PolskaObchody 66. rocznicy mordu Żydów w Jedwabnem

Obchody 66. rocznicy mordu Żydów w Jedwabnem

66. rocznicę mordu w Jedwabnem (Podlaskie) obchodzili w tej miejscowości Żydzi, przy pomniku poświęconym ofiarom zbrodni. Modlitwę za zmarłych odmówił Naczelny Rabin Polski Michael Schudrich.

Obchody 66. rocznicy mordu Żydów w Jedwabnem
Źródło zdjęć: © PAP

Potem delegacja Związku Gminy Wyznaniowej w Polsce przeszła na cmentarz żydowski, gdzie prawdopodobnie znajduje się zbiorowy grób Żydów pomordowanych w Jedwabnem.

Na cmentarzu za zmarłych modlił się także ksiądz Wojciech Lemnicki z parafii Jasienica k. Tłuszcza (woj. mazowieckie), który zajmuje się problematyką stosunków chrześcijańsko-żydowskich.

Według księdza Lemnickiego władze parafii w Jedwabnem mogłyby dać przykład mieszkańcom miasteczka i zacząć rozmawiać o tym, co się stało 66 lat temu.

Według ustaleń białostockiego oddziału IPN, zabójstwa nie mniej niż 340 Żydów 10 lipca 1941 roku dokonała w Jedwabnem grupa miejscowej polskiej ludności cywilnej, z inspiracji Niemców.

Na uroczystości przyjechało blisko 200 żołnierzy armii izraelskiej, którzy przebywali w tym czasie w Polsce. Żołnierze specjalnie przyjechali do Jedwabnego, by uczcić pamięć zmarłych rodaków w 1941 roku. Po uroczystości złożyli kwiaty i zapalili znicze przed pomnikiem pomordowanych.

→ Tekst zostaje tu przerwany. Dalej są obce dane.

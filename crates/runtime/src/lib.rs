pub mod cache;

/// Tracing target shared by every depth-guard crate.
pub const DEPTH_GUARD_TARGET: &str = "depth_guard";
use deadpool::managed::{self, Metrics};
use percent_encoding::percent_decode_str;
use std::sync::atomic::{AtomicUsize, Ordering};

use super::wire::{Reply, WireConnection, WireError};

/// Where and how to open a wire connection.
#[derive(Debug, Clone, PartialEq, Eq)]
pub struct WireEndpoint {
    pub host: String,
    pub port: u16,
    pub username: Option<String>,
    pub password: Option<String>,
    pub database: Option<u16>,
}

impl WireEndpoint {
    pub fn new(host: impl Into<String>, port: u16) -> Self {
        Self {
            host: host.into(),
            port,
            username: None,
            password: None,
            database: None,
        }
    }

    /// Reads `redis://[[user]:password@]host[:port][/db]`.
    pub fn from_url(url: &url::Url) -> anyhow::Result<Self> {
        if url.scheme() != "redis" {
            anyhow::bail!("unsupported scheme '{}', expected 'redis'", url.scheme());
        }

        let host = url
            .host_str()
            .filter(|host| !host.is_empty())
            .ok_or_else(|| anyhow::anyhow!("missing host in '{url}'"))?;

        let database = match url.path().trim_start_matches('/') {
            "" => None,
            db => Some(
                db.parse()
                    .map_err(|_| anyhow::anyhow!("invalid database index '{db}' in '{url}'"))?,
            ),
        };

        Ok(Self {
            host: host.to_string(),
            port: url.port().unwrap_or(6379),
            username: Some(url.username())
                .filter(|name| !name.is_empty())
                .map(decode_credential)
                .transpose()?,
            password: url.password().map(decode_credential).transpose()?,
            database,
        })
    }
}

/// Credentials are percent-encoded in the url, the server expects them as typed.
fn decode_credential(component: &str) -> anyhow::Result<String> {
    Ok(percent_decode_str(component).decode_utf8()?.into_owned())
}

#[derive(Debug)]
pub struct Manager {
    endpoint: WireEndpoint,
    ping_number: AtomicUsize,
}

impl Manager {
    pub fn new(endpoint: WireEndpoint) -> Self {
        Self {
            endpoint,
            ping_number: AtomicUsize::new(0),
        }
    }
}

impl managed::Manager for Manager {
    type Type = WireConnection;
    type Error = WireError;

    async fn create(&self) -> Result<WireConnection, Self::Error> {
        let WireEndpoint {
            host,
            port,
            username,
            password,
            database,
        } = &self.endpoint;

        let mut conn = WireConnection::connect(host, *port).await?;

        if let Some(password) = password {
            let setup = match username {
                Some(username) => conn.command(&[b"AUTH", username.as_bytes(), password.as_bytes()]).await,
                None => conn.command(&[b"AUTH", password.as_bytes()]).await,
            };

            if let Err(error) = setup {
                conn.close().await;
                return Err(error);
            }
        }

        if let Some(database) = database {
            let database = database.to_string();

            if let Err(error) = conn.command(&[b"SELECT", database.as_bytes()]).await {
                conn.close().await;
                return Err(error);
            }
        }

        Ok(conn)
    }

    async fn recycle(&self, conn: &mut WireConnection, _: &Metrics) -> managed::RecycleResult<Self::Error> {
        let ping_number = self.ping_number.fetch_add(1, Ordering::Relaxed).to_string();

        // Fails right away for poisoned or closed connections, dropping them from the pool.
        match conn.command(&[b"PING", ping_number.as_bytes()]).await? {
            Reply::Bulk(Some(echo)) if echo == ping_number.as_bytes() => Ok(()),
            _ => Err(managed::RecycleError::message("Invalid PING response")),
        }
    }
}
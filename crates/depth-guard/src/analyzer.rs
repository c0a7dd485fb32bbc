//! Depth of a selection graph.
//!
//! A field opens a new level for its children, fragments (spread or inline) and the operation
//! root do not. Leaves and introspection fields contribute the depth they are found at, so a
//! single scalar field at the root of an operation has depth 0.

use crate::selection::{FragmentTable, SelectionNode};

/// Fields starting with this marker describe the schema itself and are not counted.
pub const INTROSPECTION_PREFIX: &str = "__";

#[derive(Debug, thiserror::Error, PartialEq, Eq)]
pub enum AnalysisError {
    #[error("Fragment {0} not found")]
    UnresolvedFragment(String),
    #[error("Fragment {0} spreads itself")]
    FragmentCycle(String),
}

/// Computes the depth of `node`, resolving spreads through `fragments`.
pub fn analyze(node: &SelectionNode, fragments: &FragmentTable) -> Result<usize, AnalysisError> {
    let mut expanding = Vec::new();
    depth_of(node, fragments, 0, &mut expanding)
}

fn depth_of<'a>(
    node: &'a SelectionNode,
    fragments: &'a FragmentTable,
    depth: usize,
    expanding: &mut Vec<&'a str>,
) -> Result<usize, AnalysisError> {
    match node {
        SelectionNode::Field { name, selection } => {
            if name.starts_with(INTROSPECTION_PREFIX) || selection.is_empty() {
                return Ok(depth);
            }

            max_depth(selection, fragments, depth + 1, expanding)
        }
        SelectionNode::FragmentSpread { name } => {
            let fragment = fragments
                .get(name)
                .ok_or_else(|| AnalysisError::UnresolvedFragment(name.clone()))?;

            if expanding.contains(&name.as_str()) {
                return Err(AnalysisError::FragmentCycle(name.clone()));
            }

            expanding.push(name);
            let result = depth_of(fragment, fragments, depth, expanding);
            expanding.pop();

            result
        }
        SelectionNode::InlineFragment { selection, .. } | SelectionNode::OperationRoot { selection } => {
            max_depth(selection, fragments, depth, expanding)
        }
    }
}

fn max_depth<'a>(
    selection: &'a [SelectionNode],
    fragments: &'a FragmentTable,
    depth: usize,
    expanding: &mut Vec<&'a str>,
) -> Result<usize, AnalysisError> {
    // An empty selection is not valid GraphQL, it adds nothing.
    let mut max = depth;

    for child in selection {
        max = max.max(depth_of(child, fragments, depth, expanding)?);
    }

    Ok(max)
}
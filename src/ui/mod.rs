pub mod chart;
pub mod panels;
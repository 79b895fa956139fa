use super::error::{GradeError, GradeResult};
use super::model::{Grade, Record, Statistics};

// ---------------------------------------------------------------------------
// Aggregate statistics
// ---------------------------------------------------------------------------

/// Mean and population standard deviation (divides by `n`, not `n - 1`).
pub fn compute_statistics(records: &[Record]) -> GradeResult<Statistics> {
    if records.is_empty() {
        return Err(GradeError::EmptyInput);
    }
    let n = records.len() as f64;

    let mean = records.iter().map(|r| r.score).sum::<f64>() / n;
    let variance = records
        .iter()
        .map(|r| (r.score - mean).powi(2))
        .sum::<f64>()
        / n;

    Ok(Statistics {
        count: records.len(),
        mean,
        stddev: variance.sqrt(),
    })
}

// ---------------------------------------------------------------------------
// Grade ladder
// ---------------------------------------------------------------------------

/// Rungs checked top-down: a score earns the grade of the first rung whose
/// threshold `mean + k * stddev` it reaches.
const LADDER: [(f64, Grade); 5] = [
    (2.0, Grade::O),
    (1.2, Grade::APlus),
    (0.5, Grade::A),
    (-0.2, Grade::BPlus),
    (-1.5, Grade::B),
];

/// Classify a score against the class statistics.
///
/// | Threshold       | Grade |
/// |-----------------|-------|
/// | >= mean + 2.0σ  | O     |
/// | >= mean + 1.2σ  | A+    |
/// | >= mean + 0.5σ  | A     |
/// | >= mean - 0.2σ  | B+    |
/// | >= mean - 1.5σ  | B     |
/// | otherwise       | Fail  |
pub fn classify(score: f64, stats: &Statistics) -> Grade {
    LADDER
        .iter()
        .find(|(k, _)| score >= stats.mean + k * stats.stddev)
        .map(|&(_, grade)| grade)
        .unwrap_or(Grade::Fail)
}
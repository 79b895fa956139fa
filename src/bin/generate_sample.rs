const FIRST_NAMES: [&str; 10] = [
    "Alice", "Bob", "Carol", "Dan", "Erin", "Frank", "Grace", "Heidi", "Ivan", "Judy",
];
const LAST_NAMES: [&str; 4] = ["Ng", "Okafor", "Silva", "Weber"];

/// Minimal deterministic PRNG (xoshiro256**)
struct SimpleRng {
    state: [u64; 4],
}

impl SimpleRng {
    fn new(seed: u64) -> Self {
        let mut s = [0u64; 4];
        let mut x = seed;
        for slot in &mut s {
            x = x.wrapping_mul(6364136223846793005).wrapping_add(1);
            *slot = x;
        }
        SimpleRng { state: s }
    }

    fn next_u64(&mut self) -> u64 {
        let result = (self.state[1].wrapping_mul(5))
            .rotate_left(7)
            .wrapping_mul(9);
        let t = self.state[1] << 17;
        self.state[2] ^= self.state[0];
        self.state[3] ^= self.state[1];
        self.state[1] ^= self.state[2];
        self.state[0] ^= self.state[3];
        self.state[2] ^= t;
        self.state[3] = self.state[3].rotate_left(45);
        result
    }

    fn next_f64(&mut self) -> f64 {
        (self.next_u64() >> 11) as f64 / (1u64 << 53) as f64
    }

    /// Box-Muller transform for normal distribution
    fn gauss(&mut self, mean: f64, std_dev: f64) -> f64 {
        let u1 = self.next_f64().max(1e-15);
        let u2 = self.next_f64();
        let z = (-2.0 * u1.ln()).sqrt() * (2.0 * std::f64::consts::PI * u2).cos();
        mean + std_dev * z
    }
}

fn main() {
    let mut rng = SimpleRng::new(42);

    let output_path = "sample_roster.csv";
    let mut writer = csv::Writer::from_path(output_path).expect("Failed to create output file");
    writer
        .write_record(["Name", "Marks"])
        .expect("Failed to write header");

    let mut n = 0;
    for last in LAST_NAMES {
        for first in FIRST_NAMES {
            // Class average around 68 with a 12 point spread, one decimal.
            let score = (rng.gauss(68.0, 12.0).clamp(0.0, 100.0) * 10.0).round() / 10.0;
            let name = format!("{first} {last}");
            writer
                .write_record([name.as_str(), score.to_string().as_str()])
                .expect("Failed to write row");
            n += 1;
        }
    }
    writer.flush().expect("Failed to flush output");

    println!("Wrote {n} students to {output_path}");
}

Uroczystościom ku czci pomordowanych Żydów przyglądało się z oddali kilkunastu mieszkańców Jedwabnego i okolic.

Rabin Schudrich nie chciał komentować słów ojca Tadeusza Rydzyka z nagrań ujawnionych przez "Wprost", gdzie według tygodnika dyrektor Radia Maryja miał powiedzieć: "Sprawa Jedwabnego służyła tylko temu, by środowiska żydowskie mogły wyłudzić od Polski 65 mld dolarów".

To wielki ból i żal, że nie wszyscy tutaj w Polsce mogą rozumieć to, jak nauczał papież Jan Paweł II - powiedział o słowach Rydzyka Schudrich.

Śledztwo IPN w sprawie Jedwabnego zostało 4 lata temu umorzone, bo nie znaleziono innych żyjących sprawców tej zbrodni niż ci, którzy już za to odpowiedzieli przed sądem po II wojnie światowej.

IPN przyjął, że polska ludność miała w tej zbrodni - jak to określono - "rolę decydującą", ale "można założyć", że jej inspiratorami byli Niemcy. W stodole spalono żywcem co najmniej 300 osób obojga płci w różnym wieku, a co najmniej 40 innych zabito wcześniej w nieustalony sposób, gdy Żydów gromadzono na rynku miasteczka - przyjął IPN.